• Exercise:
The answer should be each line from the entries below that has the word "RowPredicate" in it.

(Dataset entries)

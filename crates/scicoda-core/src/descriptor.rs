//! Descriptores de dataset.
//!
//! Un `DatasetDescriptor` es metadata estática e inmutable: cómo se llama el
//! dataset, dónde vive su artifact relativo al directorio de datos, en qué
//! formato está y qué esquema debe cumplir. La estrategia de carga (eager o
//! lazy) se deriva de la clase de tamaño y del formato, de modo que el
//! `ArtifactStore` no necesita condicionales por dataset.
use std::path::PathBuf;

use indexmap::IndexMap;
use thiserror::Error;

use crate::schema::Schema;

/// Marcador de sub-clave dentro de `path_template`.
pub const SUB_KEY_PLACEHOLDER: &str = "{sub_key}";

#[derive(Debug, Clone, Copy, PartialEq, Eq)]
pub enum StorageFormat {
    /// Array JSON de objetos (tablas pequeñas curadas a mano).
    JsonRecords,
    /// Tabla columnar Parquet.
    Parquet,
}

impl StorageFormat {
    pub fn extension(&self) -> &'static str {
        match self {
            StorageFormat::JsonRecords => "json",
            StorageFormat::Parquet => "parquet",
        }
    }
}

#[derive(Debug, Clone, Copy, PartialEq, Eq)]
pub enum SizeClass {
    Small,
    Large,
}

#[derive(Debug, Clone, Copy, PartialEq, Eq)]
pub enum LoadStrategy {
    /// Se materializa entera en memoria al primer acceso.
    Eager,
    /// Se abre como scan diferido; los filtros se empujan al lector.
    Lazy,
}

#[derive(Debug, Clone, PartialEq, Eq)]
pub enum Partitioning {
    Single,
    /// Un fichero físico por clave; `parameter` es el nombre público de la clave.
    ByKey { parameter: String, keys: Vec<String> },
}

#[derive(Debug, Error, Clone, PartialEq, Eq)]
pub enum DescriptorError {
    #[error("dataset '{dataset}' requires parameter '{parameter}'")]
    MissingSubKey { dataset: String, parameter: String, allowed: Vec<String> },
    #[error("dataset '{dataset}' is not partitioned but sub-key '{value}' was given")]
    UnexpectedSubKey { dataset: String, value: String },
    #[error("invalid value '{value}' for parameter '{parameter}' of dataset '{dataset}'")]
    UnknownSubKey { dataset: String, parameter: String, value: String, allowed: Vec<String> },
}

#[derive(Debug, Clone, PartialEq, Eq)]
enum SchemaSet {
    Single(Schema),
    PerKey(IndexMap<String, Schema>),
}

#[derive(Debug, Clone, PartialEq, Eq)]
pub struct DatasetDescriptor {
    name: String,
    path_template: String,
    format: StorageFormat,
    size_class: SizeClass,
    partitioning: Partitioning,
    schemas: SchemaSet,
}

impl DatasetDescriptor {
    /// Dataset de un único fichero.
    pub fn single(name: &str, path_template: &str, format: StorageFormat, size_class: SizeClass, schema: Schema) -> Self {
        Self { name: name.to_string(),
               path_template: path_template.to_string(),
               format,
               size_class,
               partitioning: Partitioning::Single,
               schemas: SchemaSet::Single(schema) }
    }

    /// Dataset repartido en un fichero por clave; cada clave tiene su esquema.
    pub fn partitioned(name: &str,
                       path_template: &str,
                       format: StorageFormat,
                       size_class: SizeClass,
                       parameter: &str,
                       schemas: IndexMap<String, Schema>)
                       -> Self {
        Self { name: name.to_string(),
               path_template: path_template.to_string(),
               format,
               size_class,
               partitioning: Partitioning::ByKey { parameter: parameter.to_string(),
                                                   keys: schemas.keys().cloned().collect() },
               schemas: SchemaSet::PerKey(schemas) }
    }

    pub fn name(&self) -> &str {
        &self.name
    }

    pub fn path_template(&self) -> &str {
        &self.path_template
    }

    pub fn format(&self) -> StorageFormat {
        self.format
    }

    pub fn size_class(&self) -> SizeClass {
        self.size_class
    }

    pub fn partitioning(&self) -> &Partitioning {
        &self.partitioning
    }

    /// Lazy sólo si el dataset es grande y su formato admite pushdown.
    pub fn strategy(&self) -> LoadStrategy {
        match (self.size_class, self.format) {
            (SizeClass::Large, StorageFormat::Parquet) => LoadStrategy::Lazy,
            _ => LoadStrategy::Eager,
        }
    }

    /// Claves válidas (vacío si no está particionado).
    pub fn sub_keys(&self) -> &[String] {
        match &self.partitioning {
            Partitioning::Single => &[],
            Partitioning::ByKey { keys, .. } => keys,
        }
    }

    /// Comprueba la sub-clave contra la partición declarada.
    pub fn check_sub_key<'a>(&self, sub_key: Option<&'a str>) -> Result<Option<&'a str>, DescriptorError> {
        match (&self.partitioning, sub_key) {
            (Partitioning::Single, None) => Ok(None),
            (Partitioning::Single, Some(value)) => Err(DescriptorError::UnexpectedSubKey { dataset: self.name.clone(),
                                                                                          value: value.to_string() }),
            (Partitioning::ByKey { parameter, keys }, None) => Err(DescriptorError::MissingSubKey { dataset: self.name.clone(),
                                                                                                  parameter: parameter.clone(),
                                                                                                  allowed: keys.clone() }),
            (Partitioning::ByKey { parameter, keys }, Some(value)) => {
                if keys.iter().any(|k| k == value) {
                    Ok(Some(value))
                } else {
                    Err(DescriptorError::UnknownSubKey { dataset: self.name.clone(),
                                                         parameter: parameter.clone(),
                                                         value: value.to_string(),
                                                         allowed: keys.clone() })
                }
            }
        }
    }

    /// Ruta del artifact relativa al directorio de datos.
    pub fn relative_path(&self, sub_key: Option<&str>) -> Result<PathBuf, DescriptorError> {
        let rendered = match self.check_sub_key(sub_key)? {
            Some(key) => self.path_template.replace(SUB_KEY_PLACEHOLDER, key),
            None => self.path_template.clone(),
        };
        Ok(PathBuf::from(rendered))
    }

    pub fn schema(&self, sub_key: Option<&str>) -> Result<&Schema, DescriptorError> {
        let sub_key = self.check_sub_key(sub_key)?;
        match (&self.schemas, sub_key) {
            (SchemaSet::Single(schema), _) => Ok(schema),
            (SchemaSet::PerKey(schemas), key) => {
                key.and_then(|k| schemas.get(k))
                   .ok_or_else(|| DescriptorError::UnknownSubKey { dataset: self.name.clone(),
                                                                   parameter: self.parameter().unwrap_or_default().to_string(),
                                                                   value: key.unwrap_or_default().to_string(),
                                                                   allowed: self.sub_keys().to_vec() })
            }
        }
    }

    /// Nombre público del parámetro de partición, si lo hay.
    pub fn parameter(&self) -> Option<&str> {
        match &self.partitioning {
            Partitioning::Single => None,
            Partitioning::ByKey { parameter, .. } => Some(parameter),
        }
    }
}

#[cfg(test)]
mod tests {
    use super::*;
    use crate::schema::{SchemaMode, SemanticType};

    fn partitioned() -> DatasetDescriptor {
        let mut schemas = IndexMap::new();
        for key in ["alpha", "beta"] {
            schemas.insert(key.to_string(),
                           Schema::new(format!("demo[{key}]"), SchemaMode::Lenient).required("id", SemanticType::String));
        }
        DatasetDescriptor::partitioned("demo", "demo/{sub_key}.parquet", StorageFormat::Parquet, SizeClass::Large, "category", schemas)
    }

    #[test]
    fn strategy_follows_size_and_format() {
        assert_eq!(partitioned().strategy(), LoadStrategy::Lazy);
        let small = DatasetDescriptor::single("s", "s.parquet", StorageFormat::Parquet, SizeClass::Small, Schema::new("s", SchemaMode::Strict));
        assert_eq!(small.strategy(), LoadStrategy::Eager);
        let large_json = DatasetDescriptor::single("j", "j.json", StorageFormat::JsonRecords, SizeClass::Large, Schema::new("j", SchemaMode::Strict));
        assert_eq!(large_json.strategy(), LoadStrategy::Eager);
    }

    #[test]
    fn resolves_partitioned_paths() {
        let d = partitioned();
        assert_eq!(d.relative_path(Some("beta")).unwrap(), PathBuf::from("demo/beta.parquet"));
        assert_eq!(d.schema(Some("alpha")).unwrap().dataset(), "demo[alpha]");
    }

    #[test]
    fn rejects_bad_sub_keys() {
        let d = partitioned();
        assert!(matches!(d.check_sub_key(None), Err(DescriptorError::MissingSubKey { .. })));
        match d.check_sub_key(Some("gamma")) {
            Err(DescriptorError::UnknownSubKey { allowed, .. }) => assert_eq!(allowed, vec!["alpha", "beta"]),
            other => panic!("unexpected {other:?}"),
        }
        let single = DatasetDescriptor::single("s", "s.json", StorageFormat::JsonRecords, SizeClass::Small, Schema::new("s", SchemaMode::Strict));
        assert!(matches!(single.check_sub_key(Some("x")), Err(DescriptorError::UnexpectedSubKey { .. })));
    }
}
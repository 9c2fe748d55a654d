//! Regeneración de artifacts.
//!
//! Ninguna lectura invoca estas funciones (salvo el build automático de un
//! artifact ausente, que vive en el store). Tras un build correcto se
//! descartan las entradas de caché del dataset para que la siguiente lectura
//! vea los ficheros nuevos.
use indexmap::IndexMap;
use log::{info, warn};

use crate::builder::BuildReport;
use crate::errors::ScicodaError;
use crate::store::ArtifactStore;

/// Regenera un dataset con su builder registrado.
pub fn update(store: &ArtifactStore, dataset: &str) -> Result<BuildReport, ScicodaError> {
    store.rebuild(dataset)
}

/// Regenera todos los datasets del registro, en orden de registro.
///
/// Un fallo no detiene al resto; cada dataset tiene su resultado en el mapa.
/// Los datasets sin builder se informan como `MissingDependency`.
pub fn update_all(store: &ArtifactStore) -> IndexMap<String, Result<BuildReport, ScicodaError>> {
    let names: Vec<String> = store.registry().names().into_iter().map(str::to_string).collect();
    let mut results = IndexMap::with_capacity(names.len());
    for name in names {
        let result = store.rebuild(&name);
        match &result {
            Ok(report) => info!("update:done dataset={name} artifacts={} rows={}", report.artifacts.len(), report.total_rows()),
            Err(e) => warn!("update:failed dataset={name} error={e}"),
        }
        results.insert(name, result);
    }
    results
}
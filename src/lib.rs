//! SciCoDa: datasets científicos de referencia, tipados y validados.
//!
//! - `atom`: tabla periódica y tipos de átomo de AutoDock.
//! - `pdb`: Chemical Component Dictionary, filtrable por componente y variante.
//! - `store`: caché por proceso que resuelve, genera, valida y carga artifacts.
//! - `builder` / `update`: frontera con los generadores externos de artifacts.
//!
//! Los tipos de tabla, esquema y predicado vienen de `scicoda-core`; los
//! formatos en disco, de `scicoda-persistence`.

pub mod atom;
pub mod builder;
pub mod config;
pub mod errors;
pub mod pdb;
pub mod store;
pub mod update;

pub use builder::{ArtifactBuilder, ArtifactSink, BuildReport, FnBuilder, WrittenArtifact};
pub use errors::{BoxError, ScicodaError};
pub use scicoda_core::{CompIds, RowPredicate, SchemaError, Table};
pub use store::{ArtifactStore, FetchCapability, StoreStats, TableHandle};
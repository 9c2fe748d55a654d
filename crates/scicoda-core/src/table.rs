//! Tabla realizada e inmutable.
//!
//! `Table` envuelve un `RecordBatch` de Arrow. Los buffers de Arrow son
//! inmutables y se comparten por conteo de referencias, así que clonar una
//! tabla del caché es barato y el llamador no puede alterar el estado
//! compartido.
use std::fmt;
use std::sync::Arc;

use arrow::array::{ArrayRef, AsArray, RecordBatch};
use arrow::compute::{cast, filter_record_batch};
use arrow::datatypes::{DataType, SchemaRef};
use arrow::error::ArrowError;
use arrow::util::pretty::pretty_format_batches;

use crate::filter::RowPredicate;

#[derive(Debug, Clone, PartialEq)]
pub struct Table {
    batch: RecordBatch,
}

impl Table {
    pub fn new(batch: RecordBatch) -> Self {
        Self { batch }
    }

    /// Tabla sin filas con el esquema dado.
    pub fn empty(schema: SchemaRef) -> Self {
        Self { batch: RecordBatch::new_empty(schema) }
    }

    pub fn num_rows(&self) -> usize {
        self.batch.num_rows()
    }

    pub fn num_columns(&self) -> usize {
        self.batch.num_columns()
    }

    pub fn is_empty(&self) -> bool {
        self.batch.num_rows() == 0
    }

    pub fn schema(&self) -> SchemaRef {
        self.batch.schema()
    }

    pub fn column_names(&self) -> Vec<String> {
        self.batch.schema().fields().iter().map(|f| f.name().clone()).collect()
    }

    pub fn has_column(&self, name: &str) -> bool {
        self.batch.schema().index_of(name).is_ok()
    }

    pub fn column(&self, name: &str) -> Option<&ArrayRef> {
        self.batch.column_by_name(name)
    }

    /// Valores de una columna convertidos a texto (útil para claves e inspección).
    pub fn column_strings(&self, name: &str) -> Result<Vec<Option<String>>, ArrowError> {
        let column = self.column(name)
                         .ok_or_else(|| ArrowError::SchemaError(format!("column '{name}' not found")))?;
        let as_text = cast(column, &DataType::Utf8)?;
        Ok(as_text.as_string::<i32>().iter().map(|v| v.map(str::to_string)).collect())
    }

    pub fn record_batch(&self) -> &RecordBatch {
        &self.batch
    }

    /// Devuelve una tabla nueva con las filas que cumplen el predicado.
    pub fn filter(&self, predicate: &RowPredicate) -> Result<Table, ArrowError> {
        if predicate.is_trivial() {
            return Ok(self.clone());
        }
        let mask = predicate.evaluate(&self.batch)?;
        Ok(Table::new(filter_record_batch(&self.batch, &mask)?))
    }

    /// Reemplaza columnas manteniendo el número de filas (usado por el validador).
    pub(crate) fn from_columns(schema: SchemaRef, columns: Vec<ArrayRef>) -> Result<Table, ArrowError> {
        Ok(Table::new(RecordBatch::try_new(schema, columns)?))
    }
}

impl From<RecordBatch> for Table {
    fn from(batch: RecordBatch) -> Self {
        Table::new(batch)
    }
}

impl fmt::Display for Table {
    fn fmt(&self, f: &mut fmt::Formatter<'_>) -> fmt::Result {
        match pretty_format_batches(std::slice::from_ref(&self.batch)) {
            Ok(rendered) => write!(f, "{rendered}"),
            Err(_) => write!(f, "<table: {} rows x {} columns>", self.num_rows(), self.num_columns()),
        }
    }
}

/// Construye un `SchemaRef` compartido a partir de campos (azúcar para tests y builders).
pub fn schema_ref(fields: Vec<arrow::datatypes::Field>) -> SchemaRef {
    Arc::new(arrow::datatypes::Schema::new(fields))
}

#[cfg(test)]
mod tests {
    use super::*;
    use arrow::array::{BooleanArray, Int64Array, StringArray};
    use arrow::datatypes::Field;

    fn sample() -> Table {
        let schema = schema_ref(vec![Field::new("id", DataType::Utf8, false),
                                     Field::new("n", DataType::Int64, true),
                                     Field::new("is_amino_acid", DataType::Boolean, false),]);
        let batch = RecordBatch::try_new(schema,
                                         vec![Arc::new(StringArray::from(vec!["ALA", "ATP", "HOH"])) as ArrayRef,
                                              Arc::new(Int64Array::from(vec![Some(1), None, Some(3)])) as ArrayRef,
                                              Arc::new(BooleanArray::from(vec![true, false, false])) as ArrayRef,]).unwrap();
        Table::new(batch)
    }

    #[test]
    fn exposes_shape_and_names() {
        let t = sample();
        assert_eq!(t.num_rows(), 3);
        assert_eq!(t.num_columns(), 3);
        assert_eq!(t.column_names(), vec!["id", "n", "is_amino_acid"]);
        assert!(t.has_column("n"));
        assert!(!t.has_column("missing"));
    }

    #[test]
    fn column_strings_casts_numbers() {
        let t = sample();
        assert_eq!(t.column_strings("n").unwrap(), vec![Some("1".to_string()), None, Some("3".to_string())]);
        assert!(t.column_strings("missing").is_err());
    }

    #[test]
    fn filter_keeps_schema_when_nothing_matches() {
        let t = sample();
        let out = t.filter(&RowPredicate::new().with_ids("id", "NOPE")).unwrap();
        assert_eq!(out.num_rows(), 0);
        assert_eq!(out.schema(), t.schema());
    }

    #[test]
    fn display_renders_rows() {
        let rendered = sample().to_string();
        assert!(rendered.contains("ATP"));
    }
}
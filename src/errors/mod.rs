pub mod scicoda_error;

pub use scicoda_error::{BoxError, ScicodaError};
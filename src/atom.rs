//! Datasets atómicos.

use scicoda_core::constants::{AUTODOCK_ATOM_TYPES, PERIODIC_TABLE};
use scicoda_core::{RowPredicate, Table};

use crate::errors::ScicodaError;
use crate::store::ArtifactStore;

/// Tabla periódica: una fila por elemento, con `z` contiguo desde 1.
///
/// Columnas: `z`, `symbol`, `name`, `period`, `group` (nulo para lantánidos y
/// actínidos), `block`, `econfig`, `mass`, `vdwr`, `vdwr_bo`, `ie`, `ea`,
/// `en_pauling`, `oxstates` (lista de enteros), `state`, `mp`, `bp`,
/// `density`, `color_cpk` y `year` (nulo si se conoce desde la antigüedad).
pub fn periodic_table() -> Result<Table, ScicodaError> {
    periodic_table_in(ArtifactStore::global())
}

pub fn periodic_table_in(store: &ArtifactStore) -> Result<Table, ScicodaError> {
    store.query(PERIODIC_TABLE, None, &RowPredicate::new())
}

/// Tipos de átomo de AutoDock4.
///
/// Columnas: `type`, `element`, `description`, `hbond_acceptor`,
/// `hbond_donor` y `hbond_count` (0 si no forma puentes de hidrógeno, nulo
/// para los de enlace esférico). Un tipo nunca es aceptor y donador a la vez.
pub fn autodock_atom_types() -> Result<Table, ScicodaError> {
    autodock_atom_types_in(ArtifactStore::global())
}

pub fn autodock_atom_types_in(store: &ArtifactStore) -> Result<Table, ScicodaError> {
    store.query(AUTODOCK_ATOM_TYPES, None, &RowPredicate::new())
}
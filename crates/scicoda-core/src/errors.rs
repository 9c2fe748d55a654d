//! Errores específicos del core.
//!
//! `SchemaError` siempre nombra el dataset y la columna afectada, junto con lo
//! esperado frente a lo observado, para que un artifact corrupto o desfasado
//! respecto al código se pueda diagnosticar sin abrir el fichero.

use thiserror::Error;

#[derive(Debug, Error, Clone, PartialEq, Eq)]
pub enum SchemaError {
    #[error("dataset '{dataset}': missing required column '{column}' (expected {expected})")]
    MissingColumn { dataset: String, column: String, expected: String },
    #[error("dataset '{dataset}': column '{column}' has type {observed}, expected {expected}")]
    TypeMismatch { dataset: String, column: String, expected: String, observed: String },
    #[error("dataset '{dataset}': unexpected column '{column}' of type {observed} (strict schema)")]
    UnexpectedColumn { dataset: String, column: String, observed: String },
    #[error("dataset '{dataset}': column '{column}' (expected non-null {expected}) has {count} null value(s)")]
    NullValues { dataset: String, column: String, expected: String, count: usize },
    #[error("dataset '{dataset}': column '{column}' holds value {value:?}, expected {expected}")]
    InvalidValue { dataset: String, column: String, expected: String, value: String },
    #[error("dataset '{dataset}': constraint on column '{column}' violated: {detail}")]
    Constraint { dataset: String, column: String, detail: String },
    #[error("dataset '{dataset}': malformed artifact: {detail}")]
    Malformed { dataset: String, detail: String },
}

impl SchemaError {
    /// Dataset al que se refiere el error.
    pub fn dataset(&self) -> &str {
        match self {
            Self::MissingColumn { dataset, .. }
            | Self::TypeMismatch { dataset, .. }
            | Self::UnexpectedColumn { dataset, .. }
            | Self::NullValues { dataset, .. }
            | Self::InvalidValue { dataset, .. }
            | Self::Constraint { dataset, .. }
            | Self::Malformed { dataset, .. } => dataset,
        }
    }

    /// Columna afectada, si el error es de columna.
    pub fn column(&self) -> Option<&str> {
        match self {
            Self::MissingColumn { column, .. }
            | Self::TypeMismatch { column, .. }
            | Self::UnexpectedColumn { column, .. }
            | Self::NullValues { column, .. }
            | Self::InvalidValue { column, .. }
            | Self::Constraint { column, .. } => Some(column),
            Self::Malformed { .. } => None,
        }
    }
}
//! Reemplazo atómico de ficheros.
//!
//! Se escribe a un temporal en el mismo directorio destino, se hace fsync y
//! se renombra encima del destino. Un lector concurrente ve el fichero viejo
//! o el nuevo completo, nunca uno a medias.
use std::fs;
use std::io::Write;
use std::path::{Path, PathBuf};

use log::debug;
use sha2::{Digest, Sha256};

use crate::error::PersistenceError;

#[derive(Debug, Clone, PartialEq, Eq)]
pub struct WrittenFile {
    pub path: PathBuf,
    pub bytes: u64,
    /// SHA-256 hex (64 caracteres) del contenido escrito.
    pub sha256: String,
}

pub fn sha256_hex(contents: &[u8]) -> String {
    let mut hasher = Sha256::new();
    hasher.update(contents);
    format!("{:x}", hasher.finalize())
}

pub fn write_atomic(path: &Path, contents: &[u8]) -> Result<WrittenFile, PersistenceError> {
    let parent = match path.parent() {
        Some(p) if !p.as_os_str().is_empty() => p.to_path_buf(),
        _ => PathBuf::from("."),
    };
    fs::create_dir_all(&parent)?;

    let mut tmp = tempfile::Builder::new().prefix(".scicoda-")
                                          .suffix(".tmp")
                                          .tempfile_in(&parent)?;
    tmp.write_all(contents)?;
    tmp.as_file().sync_all()?;
    tmp.persist(path).map_err(|e| PersistenceError::Io(e.error))?;
    debug!("write_atomic:done path={} bytes={}", path.display(), contents.len());

    Ok(WrittenFile { path: path.to_path_buf(),
                     bytes: contents.len() as u64,
                     sha256: sha256_hex(contents) })
}

#[cfg(test)]
mod tests {
    use super::*;

    #[test]
    fn replaces_existing_file_and_leaves_no_temporaries() {
        let dir = tempfile::tempdir().unwrap();
        let target = dir.path().join("nested/out.json");
        write_atomic(&target, b"[1]").unwrap();
        let written = write_atomic(&target, b"[1,2]").unwrap();
        assert_eq!(fs::read(&target).unwrap(), b"[1,2]");
        assert_eq!(written.bytes, 5);
        assert_eq!(written.sha256.len(), 64);
        let leftovers: Vec<_> = fs::read_dir(target.parent().unwrap()).unwrap()
                                                                      .filter_map(Result::ok)
                                                                      .filter(|e| e.file_name().to_string_lossy().ends_with(".tmp"))
                                                                      .collect();
        assert!(leftovers.is_empty());
    }

    #[test]
    fn checksum_is_stable() {
        assert_eq!(sha256_hex(b"abc"), "ba7816bf8f01cfea414140de5dae2223b00361a396177a9cb410ff61f20015ad");
    }
}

• Response area:
pub use scicoda_core::{CompIds, RowPredicate, SchemaError, Table};
use crate::filter::RowPredicate;
    pub fn filter(&self, predicate: &RowPredicate) -> Result<Table, ArrowError> {
        let out = t.filter(&RowPredicate::new().with_ids("id", "NOPE")).unwrap();
use scicoda_core::{RowPredicate, Table};
    store.query(PERIODIC_TABLE, None, &RowPredicate::new())
    store.query(AUTODOCK_ATOM_TYPES, None, &RowPredicate::new())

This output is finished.